Carbamazepine. At patients who receive a hydrochlorothiazide along with carbamazepine the hyponatremia can develop. Therefore, such patients have to be informed on a possibility of giponatriyemichesky reactions and be under control.
Yodosoderzhashchy contrast agents. In case of the dehydration caused by diuretic there is an increased risk of development of OPN, especially at high doses of iodine. Sufficient hydration before reception is necessary.

Contraindications:

Hypersensitivity to a valsartan, a hydrochlorothiazide, other medicines on the basis of sulfonamide or to any of excipients. Heavy liver failure, cirrhosis and cholestasia. Heavy renal failure (clearance of creatinine <30 ml/min.), anury. Steady hypopotassemia, hyponatremia, hypercalcemia and symptomatic hyperuricemia.

Overdose:

Symptoms. The overdose of a valsartan can lead to the expressed arterial hypotension that, in turn, can become the reason of oppression of consciousness, a circulator collapse (vascular insufficiency) and/or shock (coma). Besides, such signs and symptoms can arise at overdose of a hydrochlorothiazide: the nausea, drowsiness, a hypovolemia and electrolytic disturbances connected with cardiac arrhythmias and muscular spasms.
Treatment.

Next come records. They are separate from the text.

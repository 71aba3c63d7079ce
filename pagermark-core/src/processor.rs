use crate::cache::RenderKey;
use crate::rules::{Annotated, AnnotationEngine, RuleDiagnostic};
use crate::storage::{FileRuleStore, MemoryRuleStore, RuleStore};
use crate::types::AlertMessage;
use anyhow::Result;
use serde::Serialize;
use std::collections::HashMap;

/// Rendered output for one message: the original record, the annotated
/// markup handed to the UI, and diagnostics for any skipped rules.
#[derive(Debug, Clone, Serialize)]
pub struct AnnotatedMessage {
    pub message: AlertMessage,
    pub markup: String,
    pub skipped: Vec<RuleDiagnostic>,
}

/// Render-side binding of the annotation engine.
///
/// Owns the engine and a rule store, and re-invokes the engine whenever a
/// message is rendered with a snapshot (text, rules, highlight class) it
/// has not seen before. Deduplication lives here on purpose: the engine is
/// a pure function and provides no caching of its own.
pub struct MessageRenderer {
    engine: AnnotationEngine,
    store: Box<dyn RuleStore + Send + Sync>,
    rendered: HashMap<String, Annotated>,
}

impl MessageRenderer {
    /// Create MessageRenderer with full dependency injection
    pub fn new(engine: AnnotationEngine, store: Box<dyn RuleStore + Send + Sync>) -> Self {
        Self {
            engine,
            store,
            rendered: HashMap::new(),
        }
    }

    /// Convenience constructor for dashboard usage with a file-backed store
    pub fn with_file_store(engine: AnnotationEngine, store_dir: &str) -> Result<Self> {
        let store = Box::new(FileRuleStore::new(store_dir)?);
        Ok(Self::new(engine, store))
    }

    /// Convenience constructor for tests and previews
    pub fn with_memory_store(engine: AnnotationEngine) -> Self {
        Self::new(engine, Box::new(MemoryRuleStore::new()))
    }

    pub fn store(&self) -> &(dyn RuleStore + Send + Sync) {
        self.store.as_ref()
    }

    /// Annotate `message` with its context's rule set, reusing the previous
    /// render when nothing in the snapshot changed. A context with no stored
    /// rules renders the message text unchanged.
    pub fn render(&mut self, message: &AlertMessage) -> Result<AnnotatedMessage> {
        let rules = self.store.get_rules(&message.agency)?.unwrap_or_default();
        let key =
            RenderKey::new(&message.message, &rules, self.engine.highlight_class()).to_cache_hash();

        if let Some(hit) = self.rendered.get(&key) {
            return Ok(AnnotatedMessage {
                message: message.clone(),
                markup: hit.markup.clone(),
                skipped: hit.skipped.clone(),
            });
        }

        let annotated = self.engine.annotate(&message.message, &rules);
        self.rendered.insert(key, annotated.clone());

        Ok(AnnotatedMessage {
            message: message.clone(),
            markup: annotated.markup,
            skipped: annotated.skipped,
        })
    }

    /// Annotate without touching the dedup cache (one-shot rendering).
    pub fn render_uncached(&self, message: &AlertMessage) -> Result<AnnotatedMessage> {
        let rules = self.store.get_rules(&message.agency)?.unwrap_or_default();
        let annotated = self.engine.annotate(&message.message, &rules);

        Ok(AnnotatedMessage {
            message: message.clone(),
            markup: annotated.markup,
            skipped: annotated.skipped,
        })
    }

    /// Number of distinct snapshots rendered so far
    pub fn cached_renders(&self) -> usize {
        self.rendered.len()
    }
}
#[cfg(test)]
mod tests {
    use super::*;
    use crate::wire::BadgeKind;

    #[test]
    fn test_chat_message_tags() {
        let tags = TagMap::parse(
            "badges=moderator/1,subscriber/12;bits=100;color=#1E90FF;\
             display-name=Somebody;emotes=25:0-4;id=abc-123;mod=1;\
             room-id=1337;subscriber=1;tmi-sent-ts=1507246572675;turbo=0;\
             user-id=42;user-type=mod",
        );
        let decoded = ChatMessageTags::from_tags(&tags);
        assert_eq!(decoded.presence, TagPresence::Present);
        assert_eq!(decoded.badges.len(), 2);
        assert_eq!(decoded.badges[0].kind, BadgeKind::Moderator);
        assert_eq!(decoded.bits, 100);
        assert_eq!(decoded.color.rgb(), Some((30, 144, 255)));
        assert_eq!(decoded.display_name, "Somebody");
        assert_eq!(decoded.emotes.len(), 1);
        assert!(decoded.moderator);
        assert!(decoded.subscriber);
        assert!(!decoded.turbo);
        assert_eq!(decoded.sent_at.timestamp_millis(), 1507246572675);
        assert_eq!(decoded.user_type, UserType::Moderator);
    }

    #[test]
    fn test_record_from_empty_map() {
        let tags = TagMap::default();
        let decoded = ChatMessageTags::from_tags(&tags);
        assert_eq!(decoded.presence, TagPresence::NotNegotiated);
        assert!(decoded.badges.is_empty());
        assert_eq!(decoded.bits, 0);
        assert!(decoded.color.is_empty());
        assert_eq!(decoded.user_type, UserType::Viewer);
        assert_eq!(decoded.sent_at, DateTime::UNIX_EPOCH);
    }

    #[test]
    fn test_one_bad_field_leaves_siblings() {
        let tags = TagMap::parse("bits=oops;display-name=Fine;mod=1");
        let decoded = ChatMessageTags::from_tags(&tags);
        assert_eq!(decoded.bits, 0);
        assert_eq!(decoded.display_name, "Fine");
        assert!(decoded.moderator);
    }

    #[test]
    fn test_room_state_partial_diff() {
        let tags = TagMap::parse("slow=120;room-id=1337");
        let decoded = RoomStateTags::from_tags(&tags);
        assert_eq!(decoded.settings.slow, Duration::from_secs(120));
        assert!(decoded.settings.changed.contains(RoomStates::Slow));
        assert!(!decoded.settings.changed.contains(RoomStates::EmoteOnly));
        assert!(!decoded.settings.changed.is_empty());
        assert_eq!(decoded.settings.changed.names().as_deref(), Ok("Slow"));
    }

    #[test]
    fn test_room_state_full_snapshot() {
        let tags = TagMap::parse(
            "broadcaster-lang=en;emote-only=0;followers-only=-1;r9k=0;\
             room-id=1337;slow=0;subs-only=0",
        );
        let decoded = RoomStateTags::from_tags(&tags);
        assert_eq!(decoded.settings.changed.bits(), 63);
        assert_eq!(decoded.broadcaster_lang, "en");
        assert_eq!(decoded.settings.followers_only, -1);
    }

    #[test]
    fn test_room_state_no_tags_changes_nothing() {
        let decoded = RoomStateTags::from_tags(&TagMap::default());
        assert!(decoded.settings.changed.is_empty());
        assert_eq!(decoded.presence, TagPresence::NotNegotiated);
    }

    #[test]
    fn test_followers_only_values() {
        let on = RoomStateTags::from_tags(&TagMap::parse("followers-only=30"));
        assert_eq!(on.settings.followers_only, 30);
        let all = RoomStateTags::from_tags(&TagMap::parse("followers-only=0"));
        assert_eq!(all.settings.followers_only, 0);
        // Missing or unparsable degrades to disabled.
        let off = RoomStateTags::from_tags(&TagMap::parse("slow=5"));
        assert_eq!(off.settings.followers_only, -1);
    }

    #[test]
    fn test_chat_room_state_has_no_lang() {
        let tags = TagMap::parse("emote-only=1;r9k=1");
        let decoded = ChatRoomStateTags::from_tags(&tags);
        assert!(decoded.settings.emote_only);
        assert!(decoded.settings.r9k);
        assert!(decoded.settings.changed.contains(RoomStates::EmoteOnly));
        assert!(decoded.settings.changed.contains(RoomStates::R9k));
    }

    #[test]
    fn test_user_notice_common_set() {
        let tags = TagMap::parse(
            "badges=subscriber/6;color=#008000;display-name=Ronni;\
             emotes=;id=db25007f;login=ronni;mod=0;msg-id=resub;\
             msg-param-cumulative-months=6;msg-param-sub-plan=Prime;\
             msg-param-sub-plan-name=Prime;room-id=1337;subscriber=1;\
             system-msg=ronni\\shas\\ssubscribed\\sfor\\s6\\smonths!;\
             tmi-sent-ts=1507246572675;turbo=1;user-id=87654321;user-type=",
        );
        let base = UserNoticeTags::from_tags(&tags);
        assert_eq!(base.kind, UserNoticeKind::Resub);
        assert_eq!(base.login, "ronni");
        assert_eq!(base.system_msg, "ronni has subscribed for 6 months!");
        assert_eq!(base.user_type, UserType::Viewer);

        let sub = SubTags::from_tags(&tags);
        assert_eq!(sub.cumulative_months, 6);
        assert_eq!(sub.plan, SubPlan::Prime);
    }

    #[test]
    fn test_sub_gift_recipient_identity() {
        let tags = TagMap::parse(
            "msg-id=subgift;msg-param-months=3;\
             msg-param-recipient-display-name=Lucky;\
             msg-param-recipient-id=55554444;\
             msg-param-recipient-user-name=lucky;msg-param-sub-plan=1000;\
             msg-param-sub-plan-name=Channel\\sSub",
        );
        let gift = SubGiftTags::from_tags(&tags);
        assert_eq!(gift.months, 3);
        assert_eq!(gift.recipient_user_name, "lucky");
        assert_eq!(gift.recipient_id, "55554444");
        assert_eq!(gift.plan, SubPlan::Tier1);
        assert_eq!(gift.plan_name, "Channel Sub");
    }

    #[test]
    fn test_raid_extension() {
        let tags = TagMap::parse(
            "msg-id=raid;msg-param-displayName=TestChannel;\
             msg-param-login=testchannel;msg-param-viewerCount=15",
        );
        let raid = RaidTags::from_tags(&tags);
        assert_eq!(raid.login, "testchannel");
        assert_eq!(raid.viewer_count, 15);
    }

    #[test]
    fn test_ritual_extension() {
        let tags = TagMap::parse("msg-id=ritual;msg-param-ritual-name=new_chatter");
        assert_eq!(RitualTags::from_tags(&tags).ritual, RitualKind::NewChatter);
        let unknown = TagMap::parse("msg-id=ritual;msg-param-ritual-name=dance");
        assert_eq!(RitualTags::from_tags(&unknown).ritual, RitualKind::Other);
    }

    #[test]
    fn test_clear_chat_tags() {
        let tags = TagMap::parse(
            "ban-duration=600;ban-reason=Spamming;room-id=1337;\
             target-user-id=99;tmi-sent-ts=1507246572675",
        );
        let decoded = ClearChatTags::from_tags(&tags);
        assert_eq!(decoded.ban_duration, Duration::from_secs(600));
        assert_eq!(decoded.ban_reason, "Spamming");
        assert_eq!(decoded.target_user_id, "99");
    }

    #[test]
    fn test_global_user_state_tags() {
        let tags = TagMap::parse(
            "badges=staff/1;color=#8A2BE2;display-name=Staffer;\
             emote-sets=0,33,50;user-id=12345;user-type=staff",
        );
        let decoded = GlobalUserStateTags::from_tags(&tags);
        assert_eq!(decoded.emote_sets, vec!["0", "33", "50"]);
        assert_eq!(decoded.user_type, UserType::Staff);
    }

    #[test]
    fn test_whisper_tags() {
        let tags = TagMap::parse(
            "badges=;color=#00FF7F;display-name=Sender;emotes=;\
             message-id=3;thread-id=11_22;turbo=0;user-id=11;user-type=",
        );
        let decoded = WhisperTags::from_tags(&tags);
        assert_eq!(decoded.message_id, "3");
        assert_eq!(decoded.thread_id, "11_22");
        assert!(decoded.badges.is_empty());
    }
}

Therapeutic measures depend on time of meal and type and weight of symptoms, blood circulation stabilization is very important.
Therapeutic measures depend on time which passed from the overdose moment and also a look and weight of symptoms, at the same time a first-priority measure is haemo circulation normalization.
If drug was accepted recently, it is necessary to cause vomiting. If after use of drug there passed the long time, use of absorbent carbon in enough is necessary.
At arterial hypotension it is necessary to give to the patient horizontal position and to urgently provide recovery of water-salt balance by administration of isotonic salt solution.
Valsartan it is impossible to bring out of an organism by means of a hemodialysis owing to its linkng with proteins of a blood plasma, but for removal from a hydrochlorothiazide organism the hemodialysis is effective.

Storage conditions:

In the dry, protected from light place at a temperature not above 30 °C.

Issue conditions:

According to the recipe

Packaging:

On 14 tablets in planimetric cell упаковкуиз films of polyvinyl chloride and aluminum foil.

On the 2nd planimetric packaging together with the instruction on a medical use nagosudarstvenny and Russian languages put in a pack from a cardboard.